Peninjauan dilakukan bersama Bupati Bireuen, Mukhlis, serta jajaran Kementerian PU untuk memastikan air irigasi segera kembali mengalir ke sawah, sehingga petani tidak kehilangan musim tanam.
Menteri Dody menegaskan, prioritas utama saat ini adalah memastikan air dari Bendung Pante Lhong dapat segera masuk ke lahan pertanian yang masih produktif.
Dalam tahap tanggap darurat, Kementerian PU melakukan pembangunan coverdam, normalisasi aliran, serta pembersihan sedimen pada intake dan jaringan irigasi.
“Saat ini masih dalam tahap tanggap darurat. Namun yang utama adalah bagaimana air yang ada di bendung ini bisa segera masuk sampai ke sawah. Intake bendung sudah selesai, mudah-mudahan air segera mengalir sehingga petani bisa mulai tanam setelah Ramadan,” ujar Dody.

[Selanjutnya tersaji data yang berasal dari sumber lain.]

//! Active-connection registry: which sessions have live connections.

use std::collections::{HashMap, HashSet};
use std::sync::Arc;

use dashmap::DashMap;
use futures::future::join_all;
use tracing::{debug, info, warn};

use sessionhub_core::error::AppError;
use sessionhub_core::events::{DisconnectReason, PresenceEvent};
use sessionhub_core::result::AppResult;
use sessionhub_core::traits::{ConnectionTransport, SessionRepository};
use sessionhub_core::types::{ConnectionId, SessionId};

use super::locks::{SessionLockGuard, SessionLocks};
use crate::message::types::OutboundMessage;
use crate::metrics::PresenceMetrics;
use crate::presence::notifier::PresenceNotifier;

/// Result of force-closing a session's connections.
#[derive(Debug, Clone, Copy, Default, PartialEq, Eq)]
pub struct EvictionReport {
    /// Connections removed from the registry.
    pub connections_closed: usize,
    /// Transport close calls that failed.
    pub transport_errors: usize,
}

/// Maps session ids to their live connections and publishes presence.
///
/// Every mutation for a session runs under that session's lock, and the
/// resulting event is published before the lock is released. Presence
/// events for one session are therefore delivered in mutation order.
#[derive(Debug)]
pub struct ActiveConnectionRegistry {
    /// Session ID → live connection IDs. An entry exists only while non-empty.
    entries: DashMap<SessionId, HashSet<ConnectionId>>,
    /// Session table used to validate connects.
    sessions: Arc<dyn SessionRepository>,
    /// Presence fan-out.
    notifier: Arc<PresenceNotifier>,
    /// Transport used to force-close connections.
    transport: Arc<dyn ConnectionTransport>,
    /// Metrics.
    metrics: Arc<PresenceMetrics>,
    /// Per-session locks.
    locks: SessionLocks,
}

impl ActiveConnectionRegistry {
    /// Creates an empty registry.
    pub fn new(
        sessions: Arc<dyn SessionRepository>,
        notifier: Arc<PresenceNotifier>,
        transport: Arc<dyn ConnectionTransport>,
        metrics: Arc<PresenceMetrics>,
    ) -> Self {
        Self {
            entries: DashMap::new(),
            sessions,
            notifier,
            transport,
            metrics,
            locks: SessionLocks::new(),
        }
    }

    /// Registers a connection for a live session.
    ///
    /// Returns `true` if the connection was new. Registering a connection
    /// twice is a no-op and publishes nothing. Fails with `SessionInvalid`
    /// if the session is absent or expired.
    pub async fn on_connect(
        &self,
        session_id: SessionId,
        connection_id: ConnectionId,
    ) -> AppResult<bool> {
        let _guard = self.locks.lock(session_id).await;

        if self.sessions.find_by_id(&session_id).await?.is_none() {
            self.metrics.connect_rejected();
            warn!(
                session_id = %session_id,
                connection_id = %connection_id,
                "Connect rejected: session absent or expired"
            );
            return Err(AppError::session_invalid(format!(
                "Session {session_id} is absent or expired"
            )));
        }

        let count = {
            let mut entry = self.entries.entry(session_id).or_default();
            if !entry.insert(connection_id) {
                debug!(session_id = %session_id, connection_id = %connection_id, "Connection already registered");
                return Ok(false);
            }
            entry.len()
        };

        self.metrics.connection_opened();
        info!(
            session_id = %session_id,
            connection_id = %connection_id,
            connection_count = count,
            "Connection registered"
        );

        self.notifier
            .publish(&PresenceEvent::connected(session_id, connection_id, count))
            .await;
        Ok(true)
    }

    /// Removes a connection the transport reported closed.
    ///
    /// Returns `true` if the connection was known. Unknown connections
    /// publish nothing.
    pub async fn on_disconnect(&self, session_id: SessionId, connection_id: ConnectionId) -> bool {
        let _guard = self.locks.lock(session_id).await;

        let Some(count) = self.detach(&session_id, &connection_id) else {
            debug!(session_id = %session_id, connection_id = %connection_id, "Disconnect for unknown connection ignored");
            return false;
        };

        self.metrics.connection_closed();
        info!(
            session_id = %session_id,
            connection_id = %connection_id,
            connection_count = count,
            "Connection removed"
        );

        self.notifier
            .publish(&PresenceEvent::disconnected(
                session_id,
                connection_id,
                count,
                DisconnectReason::Closed,
            ))
            .await;
        true
    }

    /// Whether the session has at least one live connection.
    pub fn is_active(&self, session_id: &SessionId) -> bool {
        self.entries.contains_key(session_id)
    }

    /// Sessions with at least one live connection.
    pub fn active_session_ids(&self) -> HashSet<SessionId> {
        self.entries.iter().map(|e| *e.key()).collect()
    }

    /// Number of live connections for a session.
    pub fn connection_count(&self, session_id: &SessionId) -> usize {
        self.entries.get(session_id).map(|e| e.len()).unwrap_or(0)
    }

    /// Live connections for a session, in id order.
    pub fn connections(&self, session_id: &SessionId) -> Vec<ConnectionId> {
        let mut ids: Vec<ConnectionId> = self
            .entries
            .get(session_id)
            .map(|e| e.iter().copied().collect())
            .unwrap_or_default();
        ids.sort();
        ids
    }

    /// Live connection counts for every active session.
    pub fn snapshot(&self) -> HashMap<SessionId, usize> {
        self.entries
            .iter()
            .map(|e| (*e.key(), e.value().len()))
            .collect()
    }

    /// Takes a session's lock for a multi-step decision such as a sweep.
    ///
    /// While the guard is held no connect or disconnect for the session can
    /// interleave. Pass it to [`evict_locked`](Self::evict_locked).
    pub async fn lock_session(&self, session_id: SessionId) -> SessionLockGuard<'_> {
        self.locks.lock(session_id).await
    }

    /// Force-closes every connection of a session.
    pub async fn evict_session(
        &self,
        session_id: SessionId,
        reason: DisconnectReason,
    ) -> EvictionReport {
        let guard = self.locks.lock(session_id).await;
        self.evict_locked(&guard, reason).await
    }

    /// Force-closes every connection of the session whose lock is held.
    ///
    /// Each connection gets a `session_ended` notice, is closed through the
    /// transport and yields one `Disconnected` event. Counts in the events
    /// decrease to zero. Transport failures are logged and counted; the
    /// connection is removed from the registry regardless.
    pub async fn evict_locked(
        &self,
        guard: &SessionLockGuard<'_>,
        reason: DisconnectReason,
    ) -> EvictionReport {
        let session_id = guard.session_id();
        let mut report = EvictionReport::default();
        let connections = self.connections(&session_id);
        if connections.is_empty() {
            return report;
        }

        let notice = match OutboundMessage::session_ended(session_id, reason).to_json() {
            Ok(json) => Some(json),
            Err(e) => {
                warn!(session_id = %session_id, error = %e, "Failed to encode session_ended notice");
                None
            }
        };

        for connection_id in connections {
            let Some(count) = self.detach(&session_id, &connection_id) else {
                continue;
            };

            if let Some(notice) = &notice {
                if let Err(e) = self.transport.deliver(connection_id, notice.clone()).await {
                    debug!(connection_id = %connection_id, error = %e, "session_ended notice not delivered");
                }
            }
            if let Err(e) = self.transport.close(connection_id, reason).await {
                report.transport_errors += 1;
                warn!(
                    session_id = %session_id,
                    connection_id = %connection_id,
                    error = %e,
                    "Transport failed to close connection"
                );
            }

            self.metrics.connection_closed();
            report.connections_closed += 1;

            self.notifier
                .publish(&PresenceEvent::disconnected(
                    session_id,
                    connection_id,
                    count,
                    reason,
                ))
                .await;
        }

        info!(
            session_id = %session_id,
            reason = reason.as_str(),
            closed = report.connections_closed,
            "Session connections evicted"
        );
        report
    }

    /// Force-closes every tracked connection. Used at shutdown.
    pub async fn close_all(&self, reason: DisconnectReason) -> usize {
        let evictions = self
            .active_session_ids()
            .into_iter()
            .map(|session_id| self.evict_session(session_id, reason));
        join_all(evictions)
            .await
            .iter()
            .map(|r| r.connections_closed)
            .sum()
    }

    /// Removes one connection; caller holds the session lock.
    /// Returns the remaining count, or `None` if the connection was unknown.
    fn detach(&self, session_id: &SessionId, connection_id: &ConnectionId) -> Option<usize> {
        let remaining = {
            let mut entry = self.entries.get_mut(session_id)?;
            if !entry.remove(connection_id) {
                return None;
            }
            entry.len()
        };
        if remaining == 0 {
            self.entries.remove_if(session_id, |_, set| set.is_empty());
        }
        Some(remaining)
    }
}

Bendung tersebut merupakan sumber utama air untuk Daerah Irigasi (D.I.) Pante Lhong seluas 6.562 hektare. Pascabanjir, peningkatan sedimentasi menimbun kantong lumpur, mengganggu operasional pintu pembilas, serta merusak tanggul dan lining saluran irigasi.

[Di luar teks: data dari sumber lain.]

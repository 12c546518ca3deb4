//! Keyed async locks, one mutex per session id.

use std::sync::Arc;

use dashmap::DashMap;
use tokio::sync::{Mutex, OwnedMutexGuard};

use sessionhub_core::types::SessionId;

/// Serialises work per session id.
///
/// Entries are created on first use and dropped once no task holds or
/// waits on them, so the map only holds sessions with work in flight.
#[derive(Debug, Default)]
pub struct SessionLocks {
    locks: DashMap<SessionId, Arc<Mutex<()>>>,
}

/// Guard for one session's lock. Releasing it prunes the map entry when
/// no other task is queued on it.
#[derive(Debug)]
pub struct SessionLockGuard<'a> {
    owner: &'a SessionLocks,
    session_id: SessionId,
    guard: Option<OwnedMutexGuard<()>>,
}

impl SessionLocks {
    /// Creates an empty lock map.
    pub fn new() -> Self {
        Self::default()
    }

    /// Waits for and acquires the lock for `session_id`.
    pub async fn lock(&self, session_id: SessionId) -> SessionLockGuard<'_> {
        let mutex = self
            .locks
            .entry(session_id)
            .or_insert_with(|| Arc::new(Mutex::new(())))
            .clone();
        let guard = mutex.lock_owned().await;
        SessionLockGuard {
            owner: self,
            session_id,
            guard: Some(guard),
        }
    }

    /// Number of sessions with a live lock entry.
    pub fn len(&self) -> usize {
        self.locks.len()
    }

    /// Whether no lock entries exist.
    pub fn is_empty(&self) -> bool {
        self.locks.is_empty()
    }
}

impl SessionLockGuard<'_> {
    /// Session this guard locks.
    pub fn session_id(&self) -> SessionId {
        self.session_id
    }
}

impl Drop for SessionLockGuard<'_> {
    fn drop(&mut self) {
        // the owned guard holds its own Arc; release it first so the map
        // entry is the only remaining reference when nobody is waiting
        self.guard.take();
        self.owner
            .locks
            .remove_if(&self.session_id, |_, mutex| Arc::strong_count(mutex) == 1);
    }
}
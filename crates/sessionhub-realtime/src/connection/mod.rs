//! Connection tracking: registry, per-session locks, handles and the local transport.

pub mod handle;
pub mod locks;
pub mod registry;
pub mod transport;

pub use handle::{ConnectionHandle, ConnectionInfo};
pub use locks::{SessionLockGuard, SessionLocks};
pub use registry::{ActiveConnectionRegistry, EvictionReport};
pub use transport::LocalTransport;
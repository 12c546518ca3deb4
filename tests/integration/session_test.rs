//! Integration tests for the session table and session service.

mod helpers;

use std::collections::HashSet;

use serde_json::json;

use sessionhub_core::config::AppConfig;
use sessionhub_core::error::ErrorKind;
use sessionhub_core::events::DisconnectReason;
use sessionhub_core::types::{ConnectionId, SessionId};

#[tokio::test]
async fn test_saved_session_reads_back_equal() {
    let app = helpers::TestHub::new().await;
    let mut session = app.new_session().await;
    session.set_attribute("user", json!({"name": "ada", "roles": ["admin"]}));
    session.set_attribute("theme", json!("dark"));

    app.service().save(&session).await.unwrap();
    let loaded = app.service().get(&session.id).await.unwrap();

    assert_eq!(loaded, session);
    assert_eq!(loaded.attribute_names(), vec!["theme", "user"]);
}

#[tokio::test]
async fn test_last_write_wins() {
    let app = helpers::TestHub::new().await;
    let session = app.new_session().await;

    let mut first = session.clone();
    first.set_attribute("step", json!(1));
    let mut second = session.clone();
    second.set_attribute("other", json!(true));

    app.service().save(&first).await.unwrap();
    app.service().save(&second).await.unwrap();

    let loaded = app.service().get(&session.id).await.unwrap();
    assert!(loaded.attribute("step").is_none());
    assert_eq!(loaded.attribute("other"), Some(&json!(true)));
}

#[tokio::test]
async fn test_new_session_ids_are_unique() {
    let app = helpers::TestHub::new().await;
    let mut ids = HashSet::new();
    for _ in 0..200 {
        assert!(ids.insert(app.new_session().await.id));
    }
}

#[tokio::test]
async fn test_unknown_session_is_not_found() {
    let app = helpers::TestHub::new().await;
    let err = app.service().get(&SessionId::new()).await.unwrap_err();
    assert_eq!(err.kind, ErrorKind::NotFound);
}

#[tokio::test]
async fn test_lookup_resumes_and_touches() {
    let app = helpers::TestHub::new().await;
    let session = app.new_session().await;
    let stale = app.backdate(&session, 3).await;

    let resumed = app
        .service()
        .lookup_or_create_session(Some(&session.id.to_string()))
        .await
        .unwrap();

    assert_eq!(resumed.id, session.id);
    assert!(resumed.last_accessed_at > stale.last_accessed_at);
    assert!(resumed.expires_at() > stale.expires_at());
}

#[tokio::test]
async fn test_lookup_with_garbage_creates_fresh_session() {
    let app = helpers::TestHub::new().await;
    let session = app
        .service()
        .lookup_or_create_session(Some("definitely-not-a-uuid"))
        .await
        .unwrap();
    assert!(app.service().get(&session.id).await.is_ok());
}

#[tokio::test]
async fn test_touch_keeps_session_alive() {
    let app = helpers::TestHub::new().await;
    let session = app.new_session().await;
    app.backdate(&session, 4).await;

    app.service().touch(session.id).await.unwrap();
    let report = app
        .hub
        .sweeper()
        .sweep_at(chrono::Utc::now() + chrono::Duration::seconds(3))
        .await;

    assert_eq!(report.evicted, 0);
    assert!(app.service().get(&session.id).await.is_ok());
}

#[tokio::test]
async fn test_logout_closes_every_connection() {
    let mut app = helpers::TestHub::new().await;
    let session = app.new_session().await;
    let (_c1, mut f1) = app.connect(session.id).await;
    let (_c2, _f2) = app.connect(session.id).await;
    app.drain();

    let report = app.service().logout(session.id).await.unwrap();
    assert_eq!(report.connections_closed, 2);

    let events = app.drain();
    assert_eq!(
        events.iter().map(|e| e.connection_count).collect::<Vec<_>>(),
        vec![1, 0]
    );
    assert!(
        events
            .iter()
            .all(|e| e.reason == Some(DisconnectReason::LoggedOut))
    );

    let notice: serde_json::Value = serde_json::from_str(&f1.recv().await.unwrap()).unwrap();
    assert_eq!(notice["reason"], "logged_out");
    assert!(app.service().get(&session.id).await.unwrap_err().is_not_found());

    // a second logout is harmless
    let again = app.service().logout(session.id).await.unwrap();
    assert_eq!(again.connections_closed, 0);
}

#[tokio::test]
async fn test_connect_after_logout_is_rejected() {
    let app = helpers::TestHub::new().await;
    let session = app.new_session().await;
    app.service().logout(session.id).await.unwrap();

    let err = app
        .service()
        .notify_connect(session.id, ConnectionId::new())
        .await
        .unwrap_err();
    assert_eq!(err.kind, ErrorKind::SessionInvalid);
}

#[tokio::test]
async fn test_config_from_toml_drives_hub() {
    let config = AppConfig::from_toml_str(
        r#"
        [session]
        max_inactive_interval_seconds = 90

        [presence]
        topic = "/topic/presence"
        "#,
    )
    .unwrap();

    let app = helpers::TestHub::with_config(config).await;
    let session = app.new_session().await;
    assert_eq!(session.max_inactive_interval_seconds, 90);
    assert_eq!(app.hub.config().presence.topic, "/topic/presence");
}

#[tokio::test]
async fn test_unknown_pubsub_is_configuration_error() {
    let err = AppConfig::from_toml_str(
        r#"
        [presence]
        pubsub = "kafka"
        "#,
    )
    .unwrap_err();
    assert_eq!(err.kind, ErrorKind::Configuration);
}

Selain itu, meningkatnya debit Sungai Krueng Peusangan memicu limpasan (overtopping) yang menyebabkan erosi tebing dan pelebaran penampang sungai dari sekitar 120 meter menjadi 180 meter.
Selain penanganan darurat, Kementerian PU juga menyiapkan penguatan permanen tanggul kanan dan kiri sungai untuk mencegah kerusakan berulang saat banjir. Penguatan direncanakan sepanjang kurang lebih 20 kilometer dan akan dilaksanakan secara bertahap dengan skema multiyears.
“Kita harus perkuat sisi kanan dan kiri sungai supaya saat banjir tidak sampai menghantam dan melebarkan sungai. Penanganan darurat kita selesaikan secepatnya, setelah itu langsung kita mulai penguatan tanggul permanen,” tegasnya.
Bupati Bireuen, Mukhlis, menyampaikan apresiasi atas langkah cepat pemerintah pusat. Ia menegaskan Bendung Pante Lhong menjadi tumpuan utama petani di daerah tersebut.
Menurutnya, terdapat enam saluran irigasi yang rusak dan lebih dari 2.000 hektare sawah terdampak banjir.
“Mudah-mudahan dalam bulan puasa ini sudah bisa difungsikan kembali sehingga setelah Lebaran petani bisa segera turun ke sawah,” ujarnya.
Melalui percepatan penanganan darurat dan penguatan permanen infrastruktur sumber daya air, Kementerian PU optimistis Bendung Pante Lhong dapat kembali berfungsi optimal dalam mendukung produktivitas pertanian hingga dua sampai tiga kali tanam per tahun, sekaligus memperkuat ketahanan pangan masyarakat.